Content starts

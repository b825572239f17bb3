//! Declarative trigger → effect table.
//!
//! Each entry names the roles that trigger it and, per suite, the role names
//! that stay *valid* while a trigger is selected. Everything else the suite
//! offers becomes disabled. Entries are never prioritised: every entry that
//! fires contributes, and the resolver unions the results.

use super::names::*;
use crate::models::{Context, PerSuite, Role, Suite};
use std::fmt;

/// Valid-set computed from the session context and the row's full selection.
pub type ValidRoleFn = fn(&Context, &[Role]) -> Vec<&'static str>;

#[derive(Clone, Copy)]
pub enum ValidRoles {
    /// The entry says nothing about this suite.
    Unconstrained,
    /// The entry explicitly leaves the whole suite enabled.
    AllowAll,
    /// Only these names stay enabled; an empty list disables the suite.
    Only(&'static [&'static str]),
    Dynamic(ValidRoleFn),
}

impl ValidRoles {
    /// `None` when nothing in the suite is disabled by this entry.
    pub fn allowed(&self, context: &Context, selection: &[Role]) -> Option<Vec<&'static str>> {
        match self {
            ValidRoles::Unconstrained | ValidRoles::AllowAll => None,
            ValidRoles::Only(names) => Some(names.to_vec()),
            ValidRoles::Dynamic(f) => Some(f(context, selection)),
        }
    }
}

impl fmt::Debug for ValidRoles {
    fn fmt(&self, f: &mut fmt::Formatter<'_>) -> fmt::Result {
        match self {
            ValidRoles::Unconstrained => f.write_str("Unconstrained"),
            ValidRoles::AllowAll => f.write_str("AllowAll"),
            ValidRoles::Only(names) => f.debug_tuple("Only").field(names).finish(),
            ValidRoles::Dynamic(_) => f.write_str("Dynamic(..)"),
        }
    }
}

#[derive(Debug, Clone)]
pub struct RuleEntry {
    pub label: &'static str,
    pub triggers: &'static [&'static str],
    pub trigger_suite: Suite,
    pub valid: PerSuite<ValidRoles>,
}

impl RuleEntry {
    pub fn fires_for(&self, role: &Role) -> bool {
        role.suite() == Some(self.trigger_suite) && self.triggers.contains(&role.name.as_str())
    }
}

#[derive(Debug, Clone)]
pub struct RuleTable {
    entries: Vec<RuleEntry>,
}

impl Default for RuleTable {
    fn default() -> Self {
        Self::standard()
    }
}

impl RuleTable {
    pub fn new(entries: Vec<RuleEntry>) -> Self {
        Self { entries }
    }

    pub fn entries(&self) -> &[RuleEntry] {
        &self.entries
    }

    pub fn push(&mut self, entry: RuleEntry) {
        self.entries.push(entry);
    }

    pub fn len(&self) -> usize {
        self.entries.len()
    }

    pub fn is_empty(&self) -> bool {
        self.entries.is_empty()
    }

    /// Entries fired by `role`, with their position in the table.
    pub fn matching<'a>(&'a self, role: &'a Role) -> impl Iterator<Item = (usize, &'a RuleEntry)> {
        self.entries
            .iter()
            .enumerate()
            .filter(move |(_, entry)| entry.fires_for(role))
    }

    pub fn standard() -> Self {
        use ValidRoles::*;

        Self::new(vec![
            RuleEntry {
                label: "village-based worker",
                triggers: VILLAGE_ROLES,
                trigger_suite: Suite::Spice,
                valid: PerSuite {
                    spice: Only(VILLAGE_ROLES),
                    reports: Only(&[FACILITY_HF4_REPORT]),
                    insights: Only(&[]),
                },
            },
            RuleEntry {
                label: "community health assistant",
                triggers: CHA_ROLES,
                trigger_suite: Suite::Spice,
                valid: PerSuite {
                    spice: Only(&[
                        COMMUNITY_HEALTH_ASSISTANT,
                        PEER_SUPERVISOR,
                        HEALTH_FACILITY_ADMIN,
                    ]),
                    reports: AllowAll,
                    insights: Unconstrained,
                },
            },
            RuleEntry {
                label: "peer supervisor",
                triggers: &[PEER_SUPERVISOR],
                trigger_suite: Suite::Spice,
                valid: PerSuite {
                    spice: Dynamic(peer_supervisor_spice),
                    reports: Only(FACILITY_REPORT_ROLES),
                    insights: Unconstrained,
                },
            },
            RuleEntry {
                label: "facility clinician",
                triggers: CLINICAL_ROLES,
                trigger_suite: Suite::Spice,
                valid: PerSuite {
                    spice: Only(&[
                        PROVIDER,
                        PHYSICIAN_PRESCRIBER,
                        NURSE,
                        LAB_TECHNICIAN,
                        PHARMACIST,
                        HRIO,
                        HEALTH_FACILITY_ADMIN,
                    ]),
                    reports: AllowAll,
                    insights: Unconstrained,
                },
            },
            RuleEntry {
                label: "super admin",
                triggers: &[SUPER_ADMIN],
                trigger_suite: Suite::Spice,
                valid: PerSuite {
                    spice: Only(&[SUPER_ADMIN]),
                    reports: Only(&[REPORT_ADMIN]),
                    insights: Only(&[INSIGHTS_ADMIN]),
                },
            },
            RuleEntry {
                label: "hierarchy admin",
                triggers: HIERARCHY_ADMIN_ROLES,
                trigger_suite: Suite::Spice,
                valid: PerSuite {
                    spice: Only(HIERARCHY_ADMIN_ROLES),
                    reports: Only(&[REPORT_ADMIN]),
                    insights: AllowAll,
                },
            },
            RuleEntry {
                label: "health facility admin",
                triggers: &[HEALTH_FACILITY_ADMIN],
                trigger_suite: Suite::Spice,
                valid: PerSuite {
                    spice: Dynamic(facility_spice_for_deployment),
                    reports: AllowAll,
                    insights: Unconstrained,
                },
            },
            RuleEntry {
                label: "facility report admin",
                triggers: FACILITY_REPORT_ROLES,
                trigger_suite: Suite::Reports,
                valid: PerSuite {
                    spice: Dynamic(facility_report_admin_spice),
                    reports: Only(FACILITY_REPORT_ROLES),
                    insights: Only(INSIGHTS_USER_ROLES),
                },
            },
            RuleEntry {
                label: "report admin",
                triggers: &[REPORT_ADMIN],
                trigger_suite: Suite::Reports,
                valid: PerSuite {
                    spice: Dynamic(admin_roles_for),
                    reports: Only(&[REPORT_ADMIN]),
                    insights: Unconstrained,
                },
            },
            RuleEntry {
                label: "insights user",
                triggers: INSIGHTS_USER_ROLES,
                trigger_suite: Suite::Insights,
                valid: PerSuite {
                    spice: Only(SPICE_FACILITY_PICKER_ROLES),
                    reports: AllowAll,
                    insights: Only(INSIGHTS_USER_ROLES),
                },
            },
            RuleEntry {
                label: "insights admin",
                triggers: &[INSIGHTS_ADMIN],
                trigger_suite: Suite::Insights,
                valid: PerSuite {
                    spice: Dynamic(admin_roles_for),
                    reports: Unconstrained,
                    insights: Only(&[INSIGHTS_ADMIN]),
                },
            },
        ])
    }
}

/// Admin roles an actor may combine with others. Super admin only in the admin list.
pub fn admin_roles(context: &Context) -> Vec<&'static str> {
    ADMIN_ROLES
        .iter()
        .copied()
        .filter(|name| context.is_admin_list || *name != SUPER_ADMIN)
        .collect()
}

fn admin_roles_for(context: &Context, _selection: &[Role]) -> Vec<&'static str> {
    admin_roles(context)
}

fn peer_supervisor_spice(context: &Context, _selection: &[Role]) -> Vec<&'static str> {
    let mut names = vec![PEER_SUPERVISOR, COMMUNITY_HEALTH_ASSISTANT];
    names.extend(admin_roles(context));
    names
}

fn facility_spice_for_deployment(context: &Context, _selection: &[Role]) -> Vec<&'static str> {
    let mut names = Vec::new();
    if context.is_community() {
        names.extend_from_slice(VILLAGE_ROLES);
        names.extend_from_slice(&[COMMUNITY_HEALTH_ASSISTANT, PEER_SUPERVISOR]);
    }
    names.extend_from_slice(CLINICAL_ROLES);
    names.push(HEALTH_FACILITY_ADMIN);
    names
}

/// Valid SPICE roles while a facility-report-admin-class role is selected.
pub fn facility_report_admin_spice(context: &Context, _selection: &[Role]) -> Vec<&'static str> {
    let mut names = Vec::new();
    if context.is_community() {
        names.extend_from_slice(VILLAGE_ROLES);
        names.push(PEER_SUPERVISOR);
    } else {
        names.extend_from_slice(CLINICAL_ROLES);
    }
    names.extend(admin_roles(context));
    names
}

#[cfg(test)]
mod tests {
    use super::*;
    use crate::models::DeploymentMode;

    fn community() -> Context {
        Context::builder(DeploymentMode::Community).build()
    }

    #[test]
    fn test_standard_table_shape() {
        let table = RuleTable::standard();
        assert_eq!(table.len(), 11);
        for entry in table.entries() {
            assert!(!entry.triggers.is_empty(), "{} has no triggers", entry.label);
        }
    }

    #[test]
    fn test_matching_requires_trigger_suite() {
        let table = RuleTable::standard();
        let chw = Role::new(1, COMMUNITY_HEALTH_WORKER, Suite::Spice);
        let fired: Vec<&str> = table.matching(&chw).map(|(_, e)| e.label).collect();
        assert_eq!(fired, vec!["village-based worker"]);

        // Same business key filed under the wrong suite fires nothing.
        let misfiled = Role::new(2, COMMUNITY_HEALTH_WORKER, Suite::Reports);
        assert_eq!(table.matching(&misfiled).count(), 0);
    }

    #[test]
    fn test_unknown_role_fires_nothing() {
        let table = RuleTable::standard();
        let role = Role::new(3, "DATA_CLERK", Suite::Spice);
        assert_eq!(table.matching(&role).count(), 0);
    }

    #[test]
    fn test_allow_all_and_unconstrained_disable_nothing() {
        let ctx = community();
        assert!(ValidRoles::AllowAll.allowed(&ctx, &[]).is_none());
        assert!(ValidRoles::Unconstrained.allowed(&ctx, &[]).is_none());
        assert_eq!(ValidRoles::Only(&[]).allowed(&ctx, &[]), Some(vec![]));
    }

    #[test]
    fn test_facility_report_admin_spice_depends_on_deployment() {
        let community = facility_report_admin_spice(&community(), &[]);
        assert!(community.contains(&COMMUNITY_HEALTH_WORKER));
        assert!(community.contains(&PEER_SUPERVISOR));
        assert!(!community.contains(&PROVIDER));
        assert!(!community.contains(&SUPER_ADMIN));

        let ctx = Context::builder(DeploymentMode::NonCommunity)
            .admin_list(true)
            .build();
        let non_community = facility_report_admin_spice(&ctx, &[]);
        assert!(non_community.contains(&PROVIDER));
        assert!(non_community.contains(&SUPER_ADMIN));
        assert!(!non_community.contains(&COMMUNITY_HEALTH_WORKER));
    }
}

Content ends

Please filter the entries for the word "enabled" and copy the lines that have it.

    /// The entry explicitly leaves the whole suite enabled.
    /// Only these names stay enabled; an empty list disables the suite.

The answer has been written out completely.